Accepted for/Published in: JMIR Formative Research
Date Submitted: Jul 21, 2022
Date Accepted: Nov 14, 2022
Preferences of older adult veterans with heart failure for engaging with mobile health technology to support self-care: A qualitative study
ABSTRACT
Background:
Heart failure (HF) is a leading cause of mortality, morbidity and hospitalization in people over 65 years of age. Patient self-care is crucial in reducing hospitalizations, unfortunately, many patients lack self-care skills. The popularity of smart phones makes them a potentially useful mechanism for delivering HF management interventions. Mobile health (mHealth) can potentially empower older adults in self-care. For this to work in older adult populations, however, mHealth technology may need adjustment.
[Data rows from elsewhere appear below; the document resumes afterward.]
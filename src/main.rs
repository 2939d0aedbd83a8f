use anyhow::{Context, Result};
use clap::Parser;
use crossterm::event::{Event, EventStream, KeyEventKind};
use crossterm::execute;
use crossterm::terminal::{
    disable_raw_mode, enable_raw_mode, EnterAlternateScreen, LeaveAlternateScreen,
};
use futures::StreamExt;
use ratatui::backend::CrosstermBackend;
use ratatui::Terminal;
use std::io;
use std::path::PathBuf;
use std::sync::Arc;
use std::time::Duration;
use tokio::sync::mpsc;
use tokio::time;
use tracing_subscriber::{layer::SubscriberExt, util::SubscriberInitExt};
use tweetgen::api::{HttpTweetApi, TweetService};
use tweetgen::app::{ApiEvent, App};
use tweetgen::config::{Config, Theme};
use tweetgen::ui;

#[derive(Parser)]
#[command(name = "tweetgen")]
#[command(author, version, about = "Terminal client for an AI tweet generator", long_about = None)]
struct Cli {
    /// Path to a config file (default: <config dir>/tweetgen/config.toml)
    #[arg(short, long)]
    config: Option<PathBuf>,

    /// API base URL, overriding config and TWEETGEN_API_URL
    #[arg(long)]
    api_url: Option<String>,

    /// Color theme
    #[arg(long, value_enum)]
    theme: Option<Theme>,

    /// Write logs to this file (stderr would corrupt the terminal UI)
    #[arg(long)]
    log_file: Option<PathBuf>,

    /// Enable verbose logging
    #[arg(short, long)]
    verbose: bool,
}

fn init_logging(log_file: Option<&PathBuf>, verbose: bool) -> Result<()> {
    let Some(path) = log_file else {
        return Ok(());
    };
    let file = std::fs::File::create(path)
        .with_context(|| format!("failed to open log file {}", path.display()))?;
    let filter = if verbose { "tweetgen=debug" } else { "tweetgen=info" };
    tracing_subscriber::registry()
        .with(
            tracing_subscriber::EnvFilter::try_from_default_env().unwrap_or_else(|_| filter.into()),
        )
        .with(
            tracing_subscriber::fmt::layer()
                .with_writer(file)
                .with_ansi(false),
        )
        .init();
    Ok(())
}

struct TerminalGuard {
    terminal: Terminal<CrosstermBackend<io::Stdout>>,
}

impl TerminalGuard {
    fn enter() -> Result<Self> {
        enable_raw_mode().context("enable raw mode")?;
        let mut stdout = io::stdout();
        execute!(stdout, EnterAlternateScreen).context("enter alt screen")?;
        let backend = CrosstermBackend::new(stdout);
        let mut terminal = Terminal::new(backend).context("create terminal")?;
        terminal.clear().context("clear terminal")?;
        Ok(Self { terminal })
    }

    fn terminal_mut(&mut self) -> &mut Terminal<CrosstermBackend<io::Stdout>> {
        &mut self.terminal
    }
}

impl Drop for TerminalGuard {
    fn drop(&mut self) {
        let _ = disable_raw_mode();
        let _ = execute!(self.terminal.backend_mut(), LeaveAlternateScreen);
        let _ = self.terminal.show_cursor();
    }
}

#[tokio::main]
async fn main() -> Result<()> {
    let cli = Cli::parse();
    init_logging(cli.log_file.as_ref(), cli.verbose)?;

    let mut config = Config::load(cli.config.as_deref())?;
    config.apply_overrides(cli.api_url.as_deref(), cli.theme);
    tracing::info!(base_url = %config.api.base_url, "starting");

    let service: Arc<dyn TweetService> =
        Arc::new(HttpTweetApi::new(&config.api.base_url, config.api.timeout()));
    let (mut app, api_rx) = App::new(service, config.ui.theme);
    app.check_health();

    let mut term = TerminalGuard::enter()?;
    let result = run(&mut app, api_rx, term.terminal_mut(), config.ui.tick_ms).await;
    drop(term);
    result
}

async fn run(
    app: &mut App,
    mut api_rx: mpsc::UnboundedReceiver<ApiEvent>,
    terminal: &mut Terminal<CrosstermBackend<io::Stdout>>,
    tick_ms: u64,
) -> Result<()> {
    let mut events = EventStream::new();
    let mut ticker = time::interval(Duration::from_millis(tick_ms.max(50)));

    loop {
        terminal.draw(|frame| ui::draw(frame, app))?;

        tokio::select! {
            event = events.next() => {
                match event {
                    Some(Ok(Event::Key(key))) if key.kind == KeyEventKind::Press => {
                        app.handle_key(key);
                    }
                    Some(Ok(_)) => {}
                    Some(Err(err)) => {
                        return Err(err).context("terminal event stream failed");
                    }
                    None => break,
                }
            }
            completion = api_rx.recv() => {
                // the app holds a sender, so the channel cannot close
                if let Some(event) = completion {
                    app.apply(event);
                }
            }
            _ = ticker.tick() => {}
        }

        if app.should_quit {
            break;
        }
    }

    Ok(())
}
The current mHealth landscape lacks knowledge on creating interfaces for this target group.
Objective:
To examine the perceptions of older adult Veterans with HF about which behavior change features they would find important to include in an mHealth HF self-care intervention.
Methods:
Between January and July 2021, we conducted semi-structured interviews with patients with HF aged 65 and older at a single facility in an integrated health care system (the Veterans Health Administration). We performed content analysis and derived themes based on the Middle Range Theory of Chronic Illness, generating findings both deductively and inductively. The qualitative questions captured data on the 3 key themes of the theory: self-care maintenance, self-care monitoring and self-care management. Qualitative responses were analyzed using a qualitative data management platform and descriptive statistics were used to analyze demographic data.
Results:
Among patients interviewed (n=9), most agreed a smartphone app for supporting HF self-care was desirable. In addition to three a priori themes, we identified seven subthemes: education on daily HF care, how often to get education on HF, support of medication adherence, dietary restriction support, goal setting for exercises, stress reduction strategies and prompts of when to call a provider. In addition, we identified three inductive themes related to Veteran preferences for app components: simplicity, ability to share data with caregivers, and positively framing of HF language.
Conclusions:
There is considerable interest and promise of mHealth to support HF self-care of older adults. Our study findings indicate that older adult Veterans with HF are interested in mHealth if desirable features are included in its design. Further research needs to be done to validate these findings. Although developing the ideal mHealth technology will inevitably be challenging these findings can be used to inform a larger study to design and test a gero-focused mHealth intervention in this target population.